Claude Duboscq à cinq ans devant le piano - Archives
personnelles de Madame Ph. Kergaff.
La guerre de 1914 éclate. Il rejoint la maison familiale d'Onesse. Dès
lors, il n'aura plus de professeur . Rebelle, au fond, à tout enseignement,
il se cultivera seul, écoutant les voix, (les voies), qui l'attirent.
Ronsard, Baudelaire l'inspirent en ce début de guerre. Elevé dans
un grand amour de son pays, patriote jusque dans ses fibres les plus profondes,
humainement aussi bien qu'artistiquement et que culturellement, il ne veut pas
rester à l'arrière des combats et s'engage. Mais les militaires
ne savent guère que faire de ce délicat jeune homme. Après
l'avoir envoyé dans l'artillerie, puis réformé pour un
an, on le verse dans l'auxiliaire. Son père, toujours attentif à
ses vreux et souhaitant également le retenir à Onesse où,
tout en composant, il pourrait participer à l'entreprise familiale et
assurer ainsi son avenir matériel, fait construire, à son intention,
une grande salle de musique dotée d'un magnifique orgue à triple
clavier.
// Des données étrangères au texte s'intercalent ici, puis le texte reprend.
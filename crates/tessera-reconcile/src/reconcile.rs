//! Element reconciliation
//!
//! Merges a local sequence with a remote batch. Per element, the higher
//! version wins; on equal versions the lower nonce is kept locally. Elements
//! under an in-progress local gesture are never overwritten. The merged
//! sequence is then ordered by fractional index and its keys repaired, so
//! both replicas end up with the same order.
//!
//! Elements without a key are placed after the closest keyed element that
//! precedes them in their input sequence. Both inputs are consulted, so
//! the placement does not depend on which side is local.

use std::collections::{HashMap, HashSet};

use tessera_core::{EditingState, Element, ElementId, OrderKey};
use tessera_order::restore_fractional_indices;
use tracing::{debug, warn};

/// Reconciler configuration
#[derive(Debug, Clone, PartialEq, Eq)]
pub struct ReconcileConfig {
    /// Log local and remote context when the merged order needed repair
    pub report_invalid_indices: bool,
}

impl Default for ReconcileConfig {
    fn default() -> Self {
        ReconcileConfig {
            report_invalid_indices: false,
        }
    }
}

impl ReconcileConfig {
    /// Report every repair of the merged order
    pub fn verbose() -> Self {
        ReconcileConfig {
            report_invalid_indices: true,
        }
    }
}

/// Counters for one reconciliation
#[derive(Debug, Clone, Copy, Default, PartialEq, Eq)]
pub struct ReconcileStats {
    /// Remote elements shadowed by a local one
    pub kept_local: usize,
    /// Remote elements that replaced or added to local state
    pub taken_remote: usize,
    /// Local elements the remote batch did not mention
    pub local_only: usize,
    /// Fractional indices rewritten after merging
    pub repaired_keys: usize,
}

/// Result of a reconciliation
#[derive(Debug, Clone)]
pub struct Reconciliation<P> {
    /// Merged, ordered sequence with valid fractional indices
    pub elements: Vec<Element<P>>,
    pub stats: ReconcileStats,
}

/// Reconciliation engine
#[derive(Debug, Clone, Default)]
pub struct Reconciler {
    config: ReconcileConfig,
}

impl Reconciler {
    pub fn new(config: ReconcileConfig) -> Self {
        Reconciler { config }
    }

    pub fn config(&self) -> &ReconcileConfig {
        &self.config
    }

    /// Merge `remote` into `local`
    pub fn reconcile<P: Clone>(
        &self,
        local: &[Element<P>],
        remote: &[Element<P>],
        editing: &EditingState,
    ) -> Reconciliation<P> {
        let (merged, mut stats) = merge(local, remote, editing);

        let mut elements = order_merged(merged, local, remote);
        stats.repaired_keys = restore_fractional_indices(&mut elements);

        if stats.repaired_keys > 0 && self.config.report_invalid_indices {
            warn!(
                repaired = stats.repaired_keys,
                local = %describe(local),
                remote = %describe(remote),
                "Reconciled elements needed fractional index repair"
            );
        }

        debug!(
            kept_local = stats.kept_local,
            taken_remote = stats.taken_remote,
            local_only = stats.local_only,
            repaired = stats.repaired_keys,
            "Reconciled elements"
        );

        Reconciliation { elements, stats }
    }
}

/// Merge `remote` into `local` with the default configuration.
///
/// Deterministic and total: the same inputs always give the same output.
/// Swapping `local` and `remote` yields the same ids in the same order as
/// long as both sides agree on what each `(id, version)` is, i.e. equal
/// versions carry equal nonces and content. Two different elements under
/// one version and nonce are taken from whichever side is remote.
pub fn reconcile_elements<P: Clone>(
    local: &[Element<P>],
    remote: &[Element<P>],
    editing: &EditingState,
) -> Vec<Element<P>> {
    Reconciler::default()
        .reconcile(local, remote, editing)
        .elements
}

/// Check if the local copy should shadow the remote one
pub fn should_keep_local<P>(
    local: &Element<P>,
    remote: &Element<P>,
    editing: &EditingState,
) -> bool {
    editing.is_editing(local.id())
        || local.version() > remote.version()
        || (local.version() == remote.version()
            && local.version_nonce() < remote.version_nonce())
}

fn merge<P: Clone>(
    local: &[Element<P>],
    remote: &[Element<P>],
    editing: &EditingState,
) -> (Vec<Element<P>>, ReconcileStats) {
    let local_by_id: HashMap<&ElementId, &Element<P>> =
        local.iter().map(|element| (element.id(), element)).collect();

    let mut stats = ReconcileStats::default();
    let mut placed: HashSet<&ElementId> = HashSet::with_capacity(local.len() + remote.len());
    let mut merged = Vec::with_capacity(local.len() + remote.len());

    for remote_element in remote {
        if !placed.insert(remote_element.id()) {
            continue;
        }

        match local_by_id.get(remote_element.id()) {
            Some(&local_element) if should_keep_local(local_element, remote_element, editing) => {
                merged.push(local_element.clone());
                stats.kept_local += 1;
            }
            _ => {
                merged.push(remote_element.clone());
                stats.taken_remote += 1;
            }
        }
    }

    for local_element in local {
        if placed.insert(local_element.id()) {
            merged.push(local_element.clone());
            stats.local_only += 1;
        }
    }

    (merged, stats)
}

/// Position of an unkeyed element: the key of the closest keyed element
/// before it and the distance from that element
type Anchor<'a> = (Option<&'a OrderKey>, usize);

/// Anchors of the unkeyed elements of both inputs. An element unkeyed on
/// both sides takes the later of its two anchors.
fn unkeyed_anchors<'a, P>(sides: [&'a [Element<P>]; 2]) -> HashMap<&'a ElementId, Anchor<'a>> {
    let mut anchors: HashMap<&ElementId, Anchor> = HashMap::new();

    for side in sides {
        let mut anchor: Anchor = (None, 0);
        for element in side {
            match element.index() {
                Some(key) => anchor = (Some(key), 0),
                None => {
                    anchor.1 += 1;
                    let slot = anchors.entry(element.id()).or_insert(anchor);
                    *slot = (*slot).max(anchor);
                }
            }
        }
    }

    anchors
}

/// Order merged elements by key, ties broken by id. Keyed elements sort
/// before the unkeyed elements anchored on them.
fn order_merged<P>(
    mut merged: Vec<Element<P>>,
    local: &[Element<P>],
    remote: &[Element<P>],
) -> Vec<Element<P>> {
    let anchors = unkeyed_anchors([local, remote]);

    merged.sort_by(|a, b| {
        position(a, &anchors)
            .cmp(&position(b, &anchors))
            .then_with(|| a.id().cmp(b.id()))
    });
    merged
}

fn position<'a, P>(
    element: &'a Element<P>,
    anchors: &'a HashMap<&'a ElementId, Anchor<'a>>,
) -> Anchor<'a> {
    match element.index() {
        Some(key) => (Some(key), 0),
        None => anchors
            .get(element.id())
            .copied()
            .unwrap_or((None, usize::MAX)),
    }
}

fn describe<P>(elements: &[Element<P>]) -> String {
    elements
        .iter()
        .map(|element| element.key_context().to_string())
        .collect::<Vec<_>>()
        .join(", ")
}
Après avoir été béni selon les rites liturgiques
il est inauguré par Letocart le 21 janvier 1920 dans un programme mi-religieux,
mi-profane. On baptise la maison d'Onesse du nom d'un jeu d'orgue, "Le
Bourdon".
En 1918, la grippe espagnole enlève son frère aîné.
Il reste seul. Son père voit en lui son successeur. Mais Claude ne se
sent qu'artiste. Il écrit des poèmes et met en musique Trois sonnets
de Shakespeare qu'il a traduits en vers français. A l'occasion d'un concert
qu'il donne à Paris, salle Pleyel, il rencontre celle qui va devenir
sa femme, Philippe Keller . L'année suivante, le 12 avril 1921, le mariage
est célébré. Il a vingt-quatre ans, elle, dix-huit. Deux
poètes qu'il admire les ont rapprochés: Charles Guérin
et Francis Jammes. L'un et l'autre sont cousins de sa femme. Ce mariage réalise
le voeu de Jammes qui avait souhaité unir les deux jeunes gens. De son
côté Claude s'est lié avec le poète qu'il a mis en
musique. La photo de Charles Guérin est sous son regard sur sa table
de travail. Son Inquiétude de Dieu lui a, voici peu, inspiré une
importante mélodie. C'est au "Bourdon" que s'installe le jeune
ménage dans une aile appelée "Le Chalet" que leur a
fait aménager Antoine Duboscq.
Dans le même temps Claude Duboscq fait la connaissance d'Henri Charlier
qui va prendre une grande place dans sa vie. Ce sculpteur bourguignon, ancien
ami de Péguy, était venu se joindre, dans le petit village de
Mesnil-St-Loup, à une communauté chrétienne. Sa découverte
impressionne profondément le compositeur qui projette de s'y installer,
d'y vivre près de son ami dans l'esprit évangélique et
communautaire qui y régnait. A l'exemple de Charlier, qui était
oblat bénédictin, Claude Duboscq et sa femme prennent le scapulaire
et sont respectivement baptisés frère Grégoire et soeur
Gertrude. Une lettre adressée le 20 août 1924 au sculpteur par
le musicien dessine son portrait moral : "... tout le monde n'a pas la
robustesse d'un tailleur de pierres. Pour moi, je suis un "délicat"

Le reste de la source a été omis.